Credit:  Wind Wise ~ Massachusetts, windwisema.org ~~

Even if you want wind turbines in your community, you won’t want legislation now being considered on Beacon Hill.

 

This fall, the Massachusetts legislature will vote on a bill called the Wind Energy Siting Reform Act (WESRA) that:

  • Enables the state to override local decisions on permitting industrial wind turbines, access roads, transmission lines, and substations.
  • Allows local zoning and non-zoning requirements to be waived in permitting these projects.
  • Sets aside state laws that were written to protect local health and safety.
  • Eliminates the most important rights of public participation in the review of wind projects.
  • Severely limits rights of appeal.

Your community has enough area with wind resources to be affected by this legislation.

 

Here is more information on WESRA:

 

The Wind Energy Siting Reform Act shifts final decision-making power over everything to do with permitting industrial wind turbines in your municipality from local elected officials to an appointed state board that has never rejected a power plant application.

 

If your municipality has a spot where even a single industrial-scale wind turbine could be erected, your municipality will be subjected to this unprecedented loss of local control.

 

The purpose of WESRA is to promote the development of wind turbines by streamlining and accelerating the permitting process and by restricting – and in most cases eliminating – traditional rights of appeal by municipalities and the public.

 

There are two virtually identical versions of WESRA, Senate No. 1666 and House No. 1775.

 

Both are the subject of two public hearings, one that already took place on September 7, 2011, in Hancock MA, and the second scheduled for September 26, 2011, in Barnstable MA.

 

After the second hearing, the legislature could vote at any time to adopt WESRA.

 

Please weigh in by calling or submitting written comments to the Joint Committee on Telecommunications, Utilities & Energy.

 

Your state legislators, the Senate President and Speaker of the House, and the Massachusetts Municipal Association also need to hear your opinion.

 

WESRA will be adopted if communities like yours do not object.

 

Here are the key points of WESRA:

  • It allows the state to permit a wind project even if the municipality denies a permit.
  • It replaces all state laws that ordinarily govern the construction and operation of wind turbines and associated infrastructure with standards that are created by a single state agency, and can be waived at that agency’s sole discretion.
  • It eliminates almost all rights of appeal, including the existing right of municipal officers and boards to appeal a decision of a municipal board.
  • It applies not just to wind turbines, but also to the associated public and private roads, transmission and distribution lines, substations, and any other building, structure, or equipment that is part of the turbine project.
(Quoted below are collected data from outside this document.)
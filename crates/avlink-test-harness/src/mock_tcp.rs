//! Scripted TCP device for end-to-end tests.
//!
//! [`MockTcpDevice`] listens on localhost and plays the part of an A/V
//! unit behind a serial gateway: it answers each expected command with a
//! scripted reply (optionally split and delayed) and can push unsolicited
//! status lines between exchanges.
//!
//! # Example
//!
//! ```
//! use avlink_test_harness::MockTcpDevice;
//!
//! # async fn example() -> avlink_core::Result<()> {
//! let mut device = MockTcpDevice::bind().await?;
//! device.expect(b"PWR?\r", b"PWR1\r");
//! device.start();
//!
//! let addr = device.addr();
//! // ... connect a session to `addr` and test ...
//! # Ok(())
//! # }
//! ```

use std::time::Duration;

use avlink_core::error::{escape_bytes, Error, Result};
use tokio::io::{AsyncReadExt, AsyncWriteExt};
use tokio::net::TcpListener;
use tokio::task::JoinHandle;

use crate::mock_transport::ReplyChunk;

#[derive(Debug, Clone)]
enum Step {
    Exchange {
        request: Vec<u8>,
        reply: Vec<ReplyChunk>,
    },
    Push(Vec<u8>),
}

/// A scripted TCP device.
///
/// Accepts a single connection and runs the script in order. A request that
/// does not match the script ends the run with an error reported by
/// [`wait`](MockTcpDevice::wait).
pub struct MockTcpDevice {
    listener: Option<TcpListener>,
    addr: String,
    script: Vec<Step>,
    task: Option<JoinHandle<std::result::Result<Vec<u8>, String>>>,
}

impl MockTcpDevice {
    /// Bind to a random port on 127.0.0.1.
    pub async fn bind() -> Result<Self> {
        let listener = TcpListener::bind("127.0.0.1:0")
            .await
            .map_err(|e| Error::Transport(format!("failed to bind mock device: {}", e)))?;
        let addr = listener.local_addr()?.to_string();
        Ok(Self {
            listener: Some(listener),
            addr,
            script: Vec::new(),
            task: None,
        })
    }

    /// Expect `request`, then reply with `response` in one write.
    pub fn expect(&mut self, request: &[u8], response: &[u8]) {
        self.expect_chunked(request, vec![ReplyChunk::now(response)]);
    }

    /// Expect `request`, then reply with the chunks, flushing each one.
    pub fn expect_chunked(&mut self, request: &[u8], reply: Vec<ReplyChunk>) {
        self.script.push(Step::Exchange {
            request: request.to_vec(),
            reply,
        });
    }

    /// Send `bytes` unprompted at this point in the script.
    pub fn push(&mut self, bytes: &[u8]) {
        self.script.push(Step::Push(bytes.to_vec()));
    }

    /// `host:port` to connect to.
    pub fn addr(&self) -> &str {
        &self.addr
    }

    /// Start serving the script in a background task.
    ///
    /// The listener is already bound, so clients may connect as soon as
    /// this returns.
    pub fn start(&mut self) {
        let Some(listener) = self.listener.take() else {
            return;
        };
        let script = std::mem::take(&mut self.script);
        self.task = Some(tokio::spawn(run_script(listener, script)));
    }

    /// Wait for the script to finish; returns every byte the client sent.
    pub async fn wait(&mut self) -> std::result::Result<Vec<u8>, String> {
        match self.task.take() {
            Some(task) => task
                .await
                .map_err(|e| format!("mock device task failed: {}", e))?,
            None => Err("mock device was never started".into()),
        }
    }
}

async fn run_script(
    listener: TcpListener,
    script: Vec<Step>,
) -> std::result::Result<Vec<u8>, String> {
    let (mut stream, peer) = listener
        .accept()
        .await
        .map_err(|e| format!("failed to accept connection: {}", e))?;
    tracing::debug!(%peer, "mock device accepted connection");

    let mut received = Vec::new();

    for (i, step) in script.into_iter().enumerate() {
        match step {
            Step::Push(bytes) => {
                stream
                    .write_all(&bytes)
                    .await
                    .map_err(|e| format!("step {}: write error: {}", i, e))?;
            }
            Step::Exchange { request, reply } => {
                let mut buf = vec![0u8; request.len()];
                stream.read_exact(&mut buf).await.map_err(|e| {
                    format!(
                        "step {}: waiting for {}: {}",
                        i,
                        escape_bytes(&request),
                        e
                    )
                })?;
                received.extend_from_slice(&buf);
                if buf != request {
                    return Err(format!(
                        "step {}: expected {}, got {}",
                        i,
                        escape_bytes(&request),
                        escape_bytes(&buf)
                    ));
                }
                for chunk in reply {
                    if chunk.delay > Duration::ZERO {
                        tokio::time::sleep(chunk.delay).await;
                    }
                    stream
                        .write_all(&chunk.bytes)
                        .await
                        .map_err(|e| format!("step {}: write error: {}", i, e))?;
                    stream
                        .flush()
                        .await
                        .map_err(|e| format!("step {}: flush error: {}", i, e))?;
                }
            }
        }
    }

    Ok(received)
}

#[cfg(test)]
mod tests {
    use super::*;
    use tokio::net::TcpStream;

    #[tokio::test]
    async fn serves_script_in_order() {
        let mut device = MockTcpDevice::bind().await.unwrap();
        device.push(b"HELLO\r");
        device.expect_chunked(
            b"PWR?\r",
            vec![
                ReplyChunk::now(b"PW"),
                ReplyChunk::after(Duration::from_millis(20), b"R1\r"),
            ],
        );
        device.start();

        let mut client = TcpStream::connect(device.addr()).await.unwrap();
        let mut hello = [0u8; 6];
        client.read_exact(&mut hello).await.unwrap();
        assert_eq!(&hello, b"HELLO\r");

        client.write_all(b"PWR?\r").await.unwrap();
        let mut reply = [0u8; 5];
        client.read_exact(&mut reply).await.unwrap();
        assert_eq!(&reply, b"PWR1\r");

        assert_eq!(device.wait().await.unwrap(), b"PWR?\r");
    }

    #[tokio::test]
    async fn mismatch_is_reported() {
        let mut device = MockTcpDevice::bind().await.unwrap();
        device.expect(b"PWR?\r", b"PWR1\r");
        device.start();

        let mut client = TcpStream::connect(device.addr()).await.unwrap();
        client.write_all(b"VOL?\r").await.unwrap();

        let err = device.wait().await.unwrap_err();
        assert!(err.contains("expected"), "{err}");
    }

    #[tokio::test]
    async fn wait_without_start_fails() {
        let mut device = MockTcpDevice::bind().await.unwrap();
        assert!(device.wait().await.is_err());
    }
}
Here is what happens at the local level under WESRA:

 

Under WESRA, if the state determines that your municipality has at least one “significant wind resource area,” your select board must appoint a Wind Energy Permitting Board (WEPB) which is completely independent of any municipal oversight. If your municipality does not have such an area but, nonetheless, one or more wind turbines totaling 2 megawatts in size is proposed, then your select board has the option of appointing a WEPB or designating the planning board as the WEPB:

  • The local WEPB can waive all municipal zoning and non-zoning requirements, including bylaws adopted by town meeting, ordinances, regulations, and any other local rule in order to permit the project or permit it with conditions.
  • The time period for making a decision is tight and inflexible. Failure to meet the deadlines results in a constructive approval.
  • For compensation to the municipality, the local WEPB can require only certain fees to retain consultants, a “community mitigation fee” capped by the state, and up to 10% of the electricity generated from the project. Anything else must be negotiated with the developer.
  • The local WEPB must issue a written decision. Once that is issued – regardless of whether or not it is an approval – the developer can proceed to the state for a permit.
  • If the local WEPB issues a decision that other municipal boards oppose, unlike under current zoning law, there is no means for a municipal officer or board to appeal the decision. (See M.G.L. Chapter 40A, Section 17 for current law.)
  • Neighbors to a project can no longer go to superior court to appeal a local approval of a wind project; their only recourse – and only if they are “substantially and specifically aggrieved” – is to the state Energy Facilities Siting Board, which cannot reverse a local approval.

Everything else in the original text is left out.